ProfAnalytics

Friday 28 September 2012

Profanalytics Results

The analysis of the results has finished and we are wrapping up the project. Over the summer holiday, the data have been analyzed and we have had an expert meeting in which we discussed the results.

As indicated in previous blogs, we intended to study the data using Process Mining. We were able to transform the Piwik data into the XES format in several ways and to read the data into PROM6.1. The next job was to figure out which of the many analysis tools in PROM were the most suited for our data. After reading the book "Process Mining" by Wil van der Aalst (ISBN 978-3-642-19344-6), we decided for Fuzzy Mining (Günther and van der Aalst, 2007). This technique makes it possible to abstract processes from spaghetti-like traces, like the ones we produced in ProF. We generated datasets for three types of students: depending on their results at the progress test. However, the fuzzy miner was not able to generate a meaningful process from this. Wat we saw were pictures like:

These pictures were clear representations of the navigational structure of the ProF application - the arrows indicating roughly the preferred navigation routes. In short, this did help us not so much in understanding the data.
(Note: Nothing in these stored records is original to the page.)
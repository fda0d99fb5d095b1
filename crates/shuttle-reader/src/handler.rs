//! Protocol event handling.
//!
//! [`ReaderCore`] is the state shared between caller requests and the
//! driver's callback context: the session and the pending outcome. Every
//! driver event is applied to it here; the request side lives in
//! `coordinator`.

use crate::{
    config::ReaderConfig,
    outcome::{PendingOutcome, Reply},
    session::ReaderSession,
};
use shuttle_core::{ReaderError, Status, constants::CARD_DATA_OK};
use shuttle_hardware::{ReaderDriver, SessionEvent};
use shuttle_protocol::{ReaderEvent, TrackParser};
use tracing::{debug, error, info, warn};

/// Session plus pending outcome, always accessed under one lock.
pub struct ReaderCore<D: ReaderDriver> {
    pub(crate) session: ReaderSession<D>,
    pub(crate) pending: PendingOutcome,
    pub(crate) config: ReaderConfig,
}

impl<D: ReaderDriver> ReaderCore<D> {
    /// Create a core with no connection and nothing pending.
    pub fn new(session: ReaderSession<D>, config: ReaderConfig) -> Self {
        Self {
            session,
            pending: PendingOutcome::new(),
            config,
        }
    }

    /// The reader session.
    pub fn session(&self) -> &ReaderSession<D> {
        &self.session
    }

    /// Whether a request is waiting for its terminal reply.
    pub fn is_pending(&self) -> bool {
        self.pending.is_pending()
    }

    /// Reader configuration.
    pub fn config(&self) -> &ReaderConfig {
        &self.config
    }

    /// Apply one driver event.
    ///
    /// Events stamped with a generation other than the live connection's
    /// are dropped.
    pub fn handle(&mut self, event: SessionEvent) {
        let SessionEvent { generation, event } = event;

        if !self.session.is_current(generation) {
            debug!(
                "{}: dropping {} from stale connection (generation {}, current {})",
                self.config.name,
                event.name(),
                generation,
                self.session.generation()
            );
            return;
        }

        debug!("{}: reader event {}", self.config.name, event.name());

        match event {
            ReaderEvent::ToConnect => {}
            ReaderEvent::Connected => self.on_connected(),
            ReaderEvent::Disconnected => {
                info!("{}: reader disconnected", self.config.name);
                self.fail(ReaderError::NotDetected);
            }
            ReaderEvent::Timeout { message } => {
                info!("{}: handshake timed out: {}", self.config.name, message);
                self.fail(ReaderError::NotDetected);
            }
            ReaderEvent::CardData { flags, data } => self.on_card_data(flags, &data),
            ReaderEvent::ToSwipeCard => {
                self.pending.notify(Status::SwipeNow);
            }
            event @ ReaderEvent::CommandResult { .. } => self.on_command_result(&event),
            other => debug!("{}: ignoring event {}", self.config.name, other.name()),
        }
    }

    /// Resolve the pending outcome with a terminal status. Keeps the session.
    pub(crate) fn succeed(&mut self, status: Status) {
        self.pending.resolve(Reply::Status(status));
    }

    /// Resolve the pending outcome with an error and destroy the session.
    pub(crate) fn fail(&mut self, error: ReaderError) {
        self.pending.resolve(Reply::Error(error));
        self.session.destroy();
    }

    /// Drop the pending outcome and destroy the session.
    pub(crate) fn teardown(&mut self) {
        if self.pending.abandon() {
            debug!("{}: dropping pending outcome", self.config.name);
        }
        self.session.destroy();
    }

    fn on_connected(&mut self) {
        info!("{}: reader detected", self.config.name);
        self.session.mark_detected();
        self.succeed(Status::Detected);
    }

    fn on_command_result(&mut self, event: &ReaderEvent) {
        if !event.is_serial_ack() {
            if let ReaderEvent::CommandResult { command, response } = event {
                warn!(
                    "{}: unexpected command result for {} ({} bytes)",
                    self.config.name,
                    command,
                    response.len()
                );
            }
            return;
        }

        debug!("{}: serial number acknowledged", self.config.name);
        if let Err(e) = self.session.arm_swipe(self.config.swipe_timeout_secs) {
            warn!("{}: failed to arm swipe: {}", self.config.name, e);
            self.fail(ReaderError::NotDetected);
        }
    }

    fn on_card_data(&mut self, flags: u8, data: &[u8]) {
        if flags != CARD_DATA_OK {
            // A timed out swipe arrives as garbage data with a status flag set.
            debug!(
                "{}: swipe status {:#04x}, treating as timeout",
                self.config.name, flags
            );
            self.fail(ReaderError::Timeout);
            return;
        }

        let raw = String::from_utf8_lossy(data).into_owned();
        debug!(
            "{}: swipe captured ({} bytes)",
            self.config.name,
            data.len()
        );

        let Some(track) = TrackParser::parse_str(&raw) else {
            info!("{}: no track 2 in swipe", self.config.name);
            self.fail(ReaderError::NoTrack2);
            return;
        };

        match track.into_swipe(raw) {
            Ok(swipe) => {
                info!("{}: read card {}", self.config.name, swipe.masked_card());
                self.pending.resolve(Reply::Swipe(swipe));
                self.session.destroy();
            }
            Err(e) => {
                error!("{}: failed to encode swipe: {}", self.config.name, e);
                self.fail(ReaderError::Unknown);
            }
        }
    }
}
pub mod constants;
pub mod error;
pub mod types;

pub use error::{Error, ReaderError, Result};
pub use types::*;
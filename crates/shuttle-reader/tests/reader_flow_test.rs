//! Integration tests for the reader protocol
//!
//! These tests drive a ShuttleReader through complete detect/swipe/cancel
//! cycles against the mock driver, playing the driver's callback context
//! through the mock handle.

use rstest::rstest;
use shuttle_core::{ReaderError, Status};
use shuttle_hardware::mock::{DriverCall, MockDriver, MockDriverHandle};
use shuttle_hardware::{HeadsetMonitor, PlugEvent};
use shuttle_protocol::{DriverCommand, ReaderEvent, UserGrant};
use shuttle_reader::{ReaderConfig, Replies, Reply, ShuttleReader};
use std::time::Duration;
use tokio::time::timeout;

const TRACK2: &[u8] = b";4111111111111111=25121010000000000000?";

fn plugged_reader() -> (ShuttleReader<MockDriver>, MockDriverHandle) {
    let (driver, handle) = MockDriver::new();
    let headset = HeadsetMonitor::new();
    headset.on_plug_event(PlugEvent::plugged_with_microphone());
    (ShuttleReader::new(driver, headset), handle)
}

async fn next(replies: &mut Replies) -> Option<Reply> {
    timeout(Duration::from_secs(1), replies.next())
        .await
        .expect("timed out waiting for reply")
}

async fn detected_reader() -> (ShuttleReader<MockDriver>, MockDriverHandle) {
    let (reader, handle) = plugged_reader();
    let mut replies = reader.detect();
    handle.connected().unwrap();
    assert_eq!(
        next(&mut replies).await,
        Some(Reply::Status(Status::Detected))
    );
    (reader, handle)
}

/// Test the full detect then swipe cycle
#[tokio::test]
async fn test_full_swipe_scenario() {
    let (reader, handle) = plugged_reader();

    let mut detect = reader.detect();
    handle.connected().unwrap();
    assert_eq!(
        next(&mut detect).await,
        Some(Reply::Status(Status::Detected))
    );
    assert_eq!(next(&mut detect).await, None);
    assert!(reader.is_detected());

    let mut swipe = reader.get_swipe();
    assert!(
        handle
            .calls()
            .contains(&DriverCall::SendCommand(DriverCommand::GetSerialNumber))
    );

    handle.serial_number_ack().unwrap();
    handle.swipe_armed().unwrap();
    assert_eq!(
        next(&mut swipe).await,
        Some(Reply::Status(Status::SwipeNow))
    );
    assert!(
        handle
            .calls()
            .ends_with(&[DriverCall::SetSwipeTimeout(60), DriverCall::StartSwipe])
    );

    handle.card_data(0, TRACK2).unwrap();
    match next(&mut swipe).await {
        Some(Reply::Swipe(card)) => {
            assert_eq!(card.card(), "4111111111111111");
            assert_eq!(card.exp(), "1225");
            assert_eq!(card.raw(), std::str::from_utf8(TRACK2).unwrap());
        }
        other => panic!("expected swipe, got {:?}", other),
    }
    assert_eq!(next(&mut swipe).await, None);

    assert!(!reader.is_detected());
    assert!(!reader.has_connection());
    assert_eq!(handle.call_count(&DriverCall::Release), 1);
}

/// Test that a failed handshake destroys the session
#[tokio::test]
async fn test_handshake_timeout() {
    let (reader, handle) = plugged_reader();

    let replies = reader.detect();
    handle.handshake_timeout().unwrap();

    assert_eq!(
        replies.outcome().await,
        Some(Reply::Error(ReaderError::NotDetected))
    );
    assert!(!reader.has_connection());
    assert_eq!(handle.call_count(&DriverCall::Release), 1);
}

/// Test detection with nothing plugged into the jack
#[tokio::test]
async fn test_detect_unplugged() {
    let (driver, handle) = MockDriver::new();
    let headset = HeadsetMonitor::new();
    headset.on_plug_event(PlugEvent {
        plugged: true,
        has_microphone: false,
    });
    let reader = ShuttleReader::new(driver, headset);

    let replies = reader.detect();

    assert_eq!(
        replies.outcome().await,
        Some(Reply::Error(ReaderError::NotDetected))
    );
    assert_eq!(handle.open_count(), 0);
}

/// Test that detection follows plug events
#[tokio::test]
async fn test_detect_after_plug() {
    let (driver, handle) = MockDriver::new();
    let headset = HeadsetMonitor::new();
    let reader = ShuttleReader::new(driver, headset.clone());

    let replies = reader.detect();
    assert_eq!(
        replies.outcome().await,
        Some(Reply::Error(ReaderError::NotDetected))
    );

    headset.on_plug_event(PlugEvent::plugged_with_microphone());
    assert!(reader.headset().is_plugged());

    let replies = reader.detect();
    handle.connected().unwrap();
    assert_eq!(
        replies.outcome().await,
        Some(Reply::Status(Status::Detected))
    );
    assert_eq!(handle.open_count(), 1);
}

/// Test that an already detected reader is not touched again
#[tokio::test]
async fn test_detect_when_already_detected() {
    let (reader, handle) = detected_reader().await;
    handle.clear_calls();

    let replies = reader.detect();

    assert_eq!(
        replies.outcome().await,
        Some(Reply::Status(Status::Detected))
    );
    assert!(handle.calls().is_empty());
}

/// Test swipe requests before detection
#[tokio::test]
async fn test_swipe_before_detection() {
    let (reader, handle) = plugged_reader();

    let replies = reader.get_swipe();

    assert_eq!(
        replies.outcome().await,
        Some(Reply::Error(ReaderError::NotDetected))
    );
    assert!(handle.calls().is_empty());
}

/// Test that a flagged capture is always a timeout
#[tokio::test]
async fn test_swipe_timeout() {
    let (reader, handle) = detected_reader().await;

    let replies = reader.get_swipe();
    handle.serial_number_ack().unwrap();
    handle.swipe_armed().unwrap();
    handle.card_data(0x01, TRACK2).unwrap();

    assert_eq!(
        replies.outcome().await,
        Some(Reply::Error(ReaderError::Timeout))
    );
    assert!(!reader.is_detected());
    assert!(!reader.has_connection());
}

/// Test the reply for each kind of capture
#[rstest]
#[case(0x00, TRACK2, None)]
#[case(0x00, b";4111=2512?", Some(ReaderError::NoTrack2))]
#[case(0x00, b"", Some(ReaderError::NoTrack2))]
#[case(0x01, TRACK2, Some(ReaderError::Timeout))]
#[case(0x80, b"", Some(ReaderError::Timeout))]
#[case(0xff, &[0xff, 0xfe, 0x00], Some(ReaderError::Timeout))]
#[tokio::test]
async fn test_capture_outcome(
    #[case] flags: u8,
    #[case] data: &[u8],
    #[case] expected: Option<ReaderError>,
) {
    let (reader, handle) = detected_reader().await;

    let replies = reader.get_swipe();
    handle.serial_number_ack().unwrap();
    handle.card_data(flags, data).unwrap();

    let reply = replies.outcome().await.unwrap();
    assert_eq!(reply.error(), expected);
    assert!(!reader.is_detected());
    assert!(!reader.has_connection());
}

/// Test that the reader is dropped when the serial number query cannot be sent
#[tokio::test]
async fn test_serial_query_failure() {
    let (reader, handle) = detected_reader().await;
    handle.set_fail_send_command(true);

    let replies = reader.get_swipe();

    assert_eq!(
        replies.outcome().await,
        Some(Reply::Error(ReaderError::NotDetected))
    );
    assert!(!reader.is_detected());
    assert!(!reader.has_connection());
    assert_eq!(handle.call_count(&DriverCall::Release), 1);
}

/// Test that the reader is dropped when arming the swipe fails
#[rstest]
#[case::set_timeout(true, false)]
#[case::start(false, true)]
#[tokio::test]
async fn test_arm_failure(#[case] fail_timeout: bool, #[case] fail_start: bool) {
    let (reader, handle) = detected_reader().await;
    handle.set_fail_set_swipe_timeout(fail_timeout);
    handle.set_fail_start_swipe(fail_start);

    let replies = reader.get_swipe();
    handle.serial_number_ack().unwrap();

    assert_eq!(
        replies.outcome().await,
        Some(Reply::Error(ReaderError::NotDetected))
    );
    assert!(!reader.is_detected());
    assert!(!reader.has_connection());
    assert_eq!(
        handle.call_count(&DriverCall::StartSwipe),
        usize::from(fail_start)
    );
}

/// Test detection when the driver rejects the connection profile
#[tokio::test]
async fn test_detect_profile_rejected() {
    let (reader, handle) = plugged_reader();
    handle.set_fail_connect(true);

    let replies = reader.detect();

    assert_eq!(
        replies.outcome().await,
        Some(Reply::Error(ReaderError::NotDetected))
    );
    assert!(!reader.has_connection());
    assert_eq!(handle.call_count(&DriverCall::RegisterListen), 0);
    assert_eq!(handle.call_count(&DriverCall::Release), 1);
}

/// Test a clean capture with only track 1 data
#[tokio::test]
async fn test_swipe_without_track2() {
    let (reader, handle) = detected_reader().await;

    let replies = reader.get_swipe();
    handle.serial_number_ack().unwrap();
    handle
        .card_data(0, b"%B4111111111111111^DOE/JOHN^2512101000?")
        .unwrap();

    assert_eq!(
        replies.outcome().await,
        Some(Reply::Error(ReaderError::NoTrack2))
    );
    assert!(!reader.has_connection());
}

/// Test the cancel ordering and the disconnect that follows
#[tokio::test]
async fn test_cancel_pending_swipe() {
    let (reader, handle) = detected_reader().await;

    let mut swipe = reader.get_swipe();
    handle.serial_number_ack().unwrap();
    handle.swipe_armed().unwrap();
    assert_eq!(
        next(&mut swipe).await,
        Some(Reply::Status(Status::SwipeNow))
    );
    handle.clear_calls();

    let mut cancel = reader.cancel_swipe();

    assert_eq!(
        next(&mut swipe).await,
        Some(Reply::Error(ReaderError::Cancel))
    );
    assert_eq!(next(&mut swipe).await, None);
    assert_eq!(cancel.try_next(), None);
    assert!(reader.is_pending());
    assert!(reader.has_connection());
    assert_eq!(
        handle.calls(),
        vec![DriverCall::StopSwipe, DriverCall::UnregisterListen]
    );

    handle.disconnected().unwrap();

    assert_eq!(
        next(&mut cancel).await,
        Some(Reply::Error(ReaderError::NotDetected))
    );
    assert!(!reader.is_detected());
    assert!(!reader.has_connection());
}

/// Test that a driver fault while aborting the swipe is swallowed
#[tokio::test]
async fn test_cancel_tolerates_driver_fault() {
    let (reader, handle) = detected_reader().await;
    handle.set_fault_on_stop_swipe(true);
    handle.set_fault_on_release(true);

    let swipe = reader.get_swipe();
    let cancel = reader.cancel_swipe();

    assert_eq!(
        swipe.outcome().await,
        Some(Reply::Error(ReaderError::Cancel))
    );
    assert_eq!(handle.call_count(&DriverCall::UnregisterListen), 1);

    handle.disconnected().unwrap();
    assert_eq!(
        cancel.outcome().await,
        Some(Reply::Error(ReaderError::NotDetected))
    );
    assert_eq!(handle.call_count(&DriverCall::Release), 1);
}

/// Test cancel with no reader detected
#[tokio::test]
async fn test_cancel_without_detection() {
    let (reader, handle) = plugged_reader();

    let replies = reader.cancel_swipe();

    assert_eq!(replies.outcome().await, None);
    assert!(handle.calls().is_empty());
    assert!(!reader.is_pending());
}

/// Test that late events from a released connection are ignored
#[tokio::test]
async fn test_stale_events_ignored() {
    let (reader, handle) = detected_reader().await;

    let replies = reader.get_swipe();
    handle.serial_number_ack().unwrap();
    handle.card_data(0, TRACK2).unwrap();
    assert!(matches!(replies.outcome().await, Some(Reply::Swipe(_))));

    let mut detect = reader.detect();
    assert_eq!(handle.open_count(), 2);

    // The first connection answers its unregistration late.
    handle.emit_from(0, ReaderEvent::Disconnected).unwrap();
    handle.connected().unwrap();

    assert_eq!(
        next(&mut detect).await,
        Some(Reply::Status(Status::Detected))
    );
    assert!(reader.is_detected());
}

/// Test that a new detection replaces a handshake still in flight
#[tokio::test]
async fn test_detect_restarts_handshake() {
    let (reader, handle) = plugged_reader();

    let mut first = reader.detect();
    let second = reader.detect();

    assert_eq!(handle.open_count(), 2);
    assert_eq!(handle.call_count(&DriverCall::Release), 1);
    assert_eq!(next(&mut first).await, None);

    handle.emit_from(0, ReaderEvent::Connected).unwrap();
    handle.connected().unwrap();

    assert_eq!(
        second.outcome().await,
        Some(Reply::Status(Status::Detected))
    );
}

/// Test dispatch by the action names the host bridge sends
#[tokio::test]
async fn test_execute_by_name() {
    let (reader, handle) = plugged_reader();

    assert!(reader.execute("ACTION_FOO").is_none());
    assert!(reader.execute("").is_none());

    let replies = reader.execute("ACTION_DETECT_READER").unwrap();
    handle.connected().unwrap();
    let reply = replies.outcome().await.unwrap();
    assert_eq!(reply.to_json(), serde_json::json!("RESULT_DETECTED"));

    let mut replies = reader.execute("ACTION_GET_SWIPE").unwrap();
    handle.serial_number_ack().unwrap();
    handle.swipe_armed().unwrap();
    let progress = next(&mut replies).await.unwrap();
    assert_eq!(progress.to_json(), serde_json::json!("RESULT_SWIPE_NOW"));

    let cancelled = replies;
    let cancel = reader.execute("ACTION_CANCEL_SWIPE").unwrap();
    assert_eq!(
        cancelled.outcome().await.unwrap().to_json(),
        serde_json::json!("ERROR_CANCEL")
    );

    handle.disconnected().unwrap();
    assert_eq!(
        cancel.outcome().await.unwrap().to_json(),
        serde_json::json!("ERROR_NOT_DETECTED")
    );
}

/// Test that the driver's permission prompts follow the grant policy
#[tokio::test]
async fn test_user_grant_policy() {
    let (reader, handle) = plugged_reader();
    let _replies = reader.detect();

    assert!(!handle.user_grant(UserGrant::UpdateXml).unwrap());
    assert!(!handle.user_grant(UserGrant::ReportToVendor).unwrap());
    assert!(handle.user_grant(UserGrant::PowerUpReader).unwrap());
    assert!(handle.user_grant(UserGrant::OverwriteXml).unwrap());
}

/// Test a custom swipe timeout reaches the driver
#[tokio::test]
async fn test_custom_swipe_timeout() {
    let (driver, handle) = MockDriver::new();
    let headset = HeadsetMonitor::new();
    headset.on_plug_event(PlugEvent::plugged_with_microphone());
    let config = ReaderConfig {
        swipe_timeout_secs: 20,
        ..Default::default()
    };
    let reader = ShuttleReader::with_config(driver, headset, config).unwrap();

    let replies = reader.detect();
    handle.connected().unwrap();
    replies.outcome().await.unwrap();

    let mut swipe = reader.get_swipe();
    handle.serial_number_ack().unwrap();
    handle.swipe_armed().unwrap();
    next(&mut swipe).await.unwrap();

    assert_eq!(handle.call_count(&DriverCall::SetSwipeTimeout(20)), 1);
}

/// Test shutdown with a request still pending
#[tokio::test]
async fn test_shutdown_drops_pending() {
    let (reader, handle) = detected_reader().await;

    let replies = reader.get_swipe();
    reader.shutdown().await;

    assert_eq!(replies.outcome().await, None);
    assert_eq!(handle.call_count(&DriverCall::Release), 1);
    assert!(handle.connected().is_err());
}
//! Events and commands exchanged with the reader driver.
//!
//! The driver reports everything asynchronously through [`ReaderEvent`].
//! Which events actually arrive is quirky:
//!
//! - [`ReaderEvent::Timeout`] is only ever raised for a failed handshake.
//!   A swipe that times out arrives as [`ReaderEvent::CardData`] with a
//!   nonzero status flag instead.
//! - [`ReaderEvent::Connected`] is never raised unless listening was
//!   registered *after* the connection profile was applied.
//! - [`ReaderEvent::Disconnected`] always arrives, including after the
//!   caller unregisters listening.

use shuttle_core::constants::{ACK, MIN_SERIAL_RESPONSE_LEN};
use std::fmt;

/// Command sent to the reader over the audio link.
#[derive(Debug, Clone, Copy, PartialEq, Eq, Hash)]
#[non_exhaustive]
pub enum DriverCommand {
    /// Query the reader's serial number.
    ///
    /// The Shuttle has no "enable" command, so this doubles as the
    /// liveness probe before arming a swipe.
    GetSerialNumber,

    /// Query the firmware version.
    GetVersion,

    /// Command code this crate does not name.
    Other(u16),
}

impl fmt::Display for DriverCommand {
    fn fmt(&self, f: &mut fmt::Formatter<'_>) -> fmt::Result {
        match self {
            Self::GetSerialNumber => write!(f, "GetSerialNumber"),
            Self::GetVersion => write!(f, "GetVersion"),
            Self::Other(code) => write!(f, "Command({code})"),
        }
    }
}

/// Permission prompt raised by the driver.
#[derive(Debug, Clone, Copy, PartialEq, Eq, Hash)]
#[non_exhaustive]
pub enum UserGrant {
    /// Power up the reader through the audio channel.
    PowerUpReader,

    /// Download and apply a new XML device profile.
    UpdateXml,

    /// Overwrite the local XML device profile.
    OverwriteXml,

    /// Send device diagnostics to the vendor.
    ReportToVendor,

    /// Prompt type this crate does not name.
    Other(i32),
}

impl UserGrant {
    /// Answer the driver's permission prompt.
    ///
    /// Profile updates and vendor reporting are refused. Every other prompt
    /// is allowed.
    pub fn is_permitted(&self) -> bool {
        !matches!(self, Self::UpdateXml | Self::ReportToVendor)
    }
}

/// Asynchronous notification from the reader driver.
#[derive(Debug, Clone, PartialEq, Eq)]
#[non_exhaustive]
pub enum ReaderEvent {
    /// Driver is about to attempt a handshake. Informational.
    ToConnect,

    /// Handshake succeeded.
    Connected,

    /// Reader unplugged, listening stopped, or a handshake was interrupted.
    Disconnected,

    /// Handshake failed.
    Timeout { message: String },

    /// Response to a [`DriverCommand`].
    CommandResult {
        command: DriverCommand,
        response: Vec<u8>,
    },

    /// Swipe captured. `flags == 0` for a clean capture.
    CardData { flags: u8, data: Vec<u8> },

    /// Reader armed; the user may swipe now.
    ToSwipeCard,
}

impl ReaderEvent {
    /// Short event name for logs.
    pub fn name(&self) -> &'static str {
        match self {
            Self::ToConnect => "to_connect",
            Self::Connected => "connected",
            Self::Disconnected => "disconnected",
            Self::Timeout { .. } => "timeout",
            Self::CommandResult { .. } => "command_result",
            Self::CardData { .. } => "card_data",
            Self::ToSwipeCard => "to_swipe_card",
        }
    }

    /// Whether this is an acknowledged serial number response.
    ///
    /// The response must be longer than [`MIN_SERIAL_RESPONSE_LEN`] bytes
    /// and start with [`ACK`].
    pub fn is_serial_ack(&self) -> bool {
        match self {
            Self::CommandResult {
                command: DriverCommand::GetSerialNumber,
                response,
            } => response.len() > MIN_SERIAL_RESPONSE_LEN && response[0] == ACK,
            _ => false,
        }
    }
}
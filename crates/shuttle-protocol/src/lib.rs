pub mod events;
pub mod profile;
pub mod track;

pub use events::{DriverCommand, ReaderEvent, UserGrant};
pub use profile::{ConnectionProfile, TEMPLATE_9600_1};
pub use track::{Track2, TrackParser};
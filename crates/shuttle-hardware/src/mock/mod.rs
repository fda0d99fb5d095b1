//! Mock driver implementation for testing and development.
//!
//! This module provides a simulated reader driver that can be controlled
//! programmatically without requiring a physical reader.

pub mod driver;

// Re-export commonly used types
pub use driver::{DriverCall, MockConnection, MockDriver, MockDriverHandle};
We then decided to switch back to R and analyze the data classically by counting, neglecting the order of the pages viewed.This, fortunately, produced more useful results. To summarize the results, the most important finding was that students with poor results (blue below) used ProF less often than others (red and green), but when they used ProF, they tended to stay longer in the application. They also looked a bit longer into score details.

Other findings were that too many students only watched a single page in ProF, that students did not use the cumulative view of their results too often, and that they did not study the detailed scoretypes enough.

During an expert meeting we discussed the findings and came up with a number of advices for improvement. The first one was that we need to change the opening page of ProF, so that students are stimulated to look further. Second, we need to develop instruction materials to teach students how to make better use of the possibilities of ProF.

The story does not end here. We intend to do a follow-up research in which we ask students their opinion of using the tool and its effectiveness. In the meantime we are continuing harvesting data using Piwik so that longitudinal studies will become able.

Wednesday 11 July 2012

Data colllection is ended, first analyses ongoing

The data collection using Piwik has been successful. We used a perl-script to download a separate Piwik logfile per week (for security). This produced on average 4 Mb data per week (9 weeks in May-June). Here is a sniplet of perl-code to download the piwik data:

$auth = "XXXSECRETXXX";
$period = "range";
$date = $date1.",".$date2;
$url = "https://oururl/piwik/index.php?module=API&method=Live.getLastVisitsDetails&format=XML&idSite=".$siteid. "&period=".$period."&date=".$date."&expanded=1&filter_limit=1000&token_auth=".$auth;
my $ua = new LWP::UserAgent;
$ua->timeout(120);
my $request = new HTTP::Request('GET', $url);
my $response = $ua->request($request);
my $content = $response->content();
print MYFILE $content;

Before we go into the more fancy analysis methods, we first study our data in a more traditional way. Again using Perl, we collect the Piwik data, link it to the outcome of the progress test that was administered in May and produced two comma-separated reports: one with data per student and one with data per session.

Per student we collected the number of sessions, the result of the progress test and the university, year and program for all students that participated in the progress test. This allows us to count the number of students that used ProF.

Per session we collected the number of pages, the duration of the visit and the number of pages with specific settings (such as “cumulative score”, “longitudinal view” etc.). We also stored per session the test result and the student’s university, year and program. This allows us to characterize the sessions and study distributions over the sessions.

These two comma-separated files can be analyzed with many standard tools. We started using RapidMiner for analyzing the student-report data. Although it is quite possible to do all the filtering and aggregation we need, it is rather clumsy to change the filtering and collect the results in a report every time you want a different selection. Therefore we decided to switch to Project R. This is a script-based environment and changing a script to get a different selection is much easier than the interactive flowchart of RapidMiner. It is true that Rapidminer offers a nice interactive module to inspect data visually, but the quality and flexibility of graphs in R is much better, and honestly, producing different graphs is just as easy.

The analysis shows that the usage of the ProF system is a little higher than we expected. It is clearly visible that when students are stimulated to use ProF, for instance, because they have to include an analysis in their portfolio, the usage of ProF is much higher.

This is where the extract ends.